The nose subject brings up a whole different issue.  I have actually noticed that my most read blog post in recent weeks is this one:  Dallon's 5 Step Guide To Kissing for People with Big Noses.  This is good.  I'm glad you guys are planning ahead by studying up before your big kiss this new years!

Then of course there is the year that girl emerged from the shadows, unannounced and unnamed...with hands grasped behind my neck and firmly but with the softest lips, planted on me the most exciting new years kiss I've ever had.  Just as quickly as she came though...she was gone.
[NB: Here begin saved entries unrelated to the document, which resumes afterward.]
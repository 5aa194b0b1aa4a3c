//! Post Data Structure
//!
//! Represents a blog post and the payloads of the post endpoints.

use chrono::{DateTime, Utc};
use serde::{Deserialize, Serialize};

use super::EntityId;
use crate::shared::error::{require, SharedError};

/// Derive a slug from a post title.
///
/// Lowercases the title and replaces every space with `-`. Nothing else is
/// touched: punctuation survives, runs of spaces become runs of dashes, and two
/// posts with the same title share a slug.
pub fn slugify(title: &str) -> String {
    title.to_lowercase().replace(' ', "-")
}

/// A blog post
#[derive(Debug, Clone, Serialize, Deserialize, PartialEq, Eq)]
pub struct Post {
    /// Store-assigned id
    pub id: EntityId,
    /// Author reference, not validated
    pub author_id: EntityId,
    pub title: String,
    /// Fixed at creation; later title edits leave it alone
    pub slug: String,
    pub content: String,
    /// `false` while the post is a draft
    pub is_published: bool,
    pub created_at: DateTime<Utc>,
    pub tags: Vec<String>,
    /// Category reference, not validated
    pub category_id: Option<EntityId>,
    pub views: u64,
    pub likes: u64,
}

impl Post {
    /// Create an unsaved draft. The id is assigned when the store accepts it.
    pub fn draft(author_id: EntityId, title: String, content: String) -> Self {
        Self {
            id: 0,
            author_id,
            slug: slugify(&title),
            title,
            content,
            is_published: false,
            created_at: Utc::now(),
            tags: Vec::new(),
            category_id: None,
            views: 0,
            likes: 0,
        }
    }

    /// Projection used by the public listing
    pub fn summary(&self) -> PostSummary {
        PostSummary {
            id: self.id,
            title: self.title.clone(),
            slug: self.slug.clone(),
        }
    }
}

/// Entry of the published-post listing
#[derive(Debug, Clone, Serialize, Deserialize, PartialEq, Eq)]
pub struct PostSummary {
    pub id: EntityId,
    pub title: String,
    pub slug: String,
}

/// Response type for listing published posts
#[derive(Debug, Clone, Serialize, Deserialize)]
pub struct ListPostsResponse {
    pub posts: Vec<PostSummary>,
}

/// Request type for creating a post
///
/// Fields are optional at the wire level so that a missing field reaches
/// `into_draft` and is reported as a validation error rather than a JSON
/// rejection.
#[derive(Debug, Clone, Default, Serialize, Deserialize)]
pub struct CreatePostRequest {
    pub title: Option<String>,
    pub content: Option<String>,
    pub category_id: Option<EntityId>,
    pub tags: Option<Vec<String>>,
}

impl CreatePostRequest {
    /// Validate presence of title and content and build a draft
    pub fn into_draft(self, author_id: EntityId) -> Result<Post, SharedError> {
        let title = require("title", self.title.as_deref())?.to_string();
        let content = require("content", self.content.as_deref())?.to_string();

        let mut post = Post::draft(author_id, title, content);
        post.category_id = self.category_id;
        post.tags = self.tags.unwrap_or_default();
        Ok(post)
    }
}

/// Response type for creating a post
#[derive(Debug, Clone, Serialize, Deserialize, PartialEq, Eq)]
pub struct CreatePostResponse {
    pub id: EntityId,
    pub slug: String,
}

/// Partial update of a post.
///
/// `None` leaves the field untouched; `Some` overwrites it, including with an
/// empty value. `tags` replaces the whole list.
#[derive(Debug, Clone, Default, Serialize, Deserialize, PartialEq, Eq)]
pub struct UpdatePostRequest {
    pub title: Option<String>,
    pub content: Option<String>,
    pub tags: Option<Vec<String>>,
}

impl UpdatePostRequest {
    pub fn apply(self, post: &mut Post) {
        if let Some(title) = self.title {
            post.title = title;
        }
        if let Some(content) = self.content {
            post.content = content;
        }
        if let Some(tags) = self.tags {
            post.tags = tags;
        }
    }
}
The girl in the red dress, out of my life forever.  I still dream, that when I am old and small on a cold new years eve my future wife will giggly tell me about the time she kissed some handsome, random boy at a party, and left him speechless and twitterpated in the crowd.  She will tell me that that night...she was wearing her favorite red dress!  I have often thought I would try that, and to this day...have never had the courage to kiss a stranger on new years eve.  But wear a red dress, and I might be a hero on this new years eve!

There is also the incident when, as a joke, I kissed a friend as we counted down with full on dip and everything, I had to chase her down first as she seemed to know what was coming.  The problem was, as I later found out, this poor friend had never actually been kissed before and now sadly counts that as her first kiss.  I feel kinda bad about that.  I'm not 100% sure, but I think I am now the only person to kiss her besides her husband.  Oops!  So...make sure you are not going to ruin someones first kiss experience with a joking surprise new years kiss!

My few other new years kiss experiences didn't quite produce lessons worth learning, but this doesn't change the fact that midnight kisses on new years eve, are some of the best around!

I stopped writing this post about ten days ago, well before the new year...but just picked it back up today. I originally had high hopes and great expectations for the moment the calender switches, but...the new year is here now, and I celebrated east coast's new years and then went to bed around 11 o'clock.  I would site my age as the excuse but really I was just all sick again and didn't want to swap snot with any unfortunate lady.  I do hope however that your new years was more eventful, and wish you all the very best for 2012!  Happy Smooching!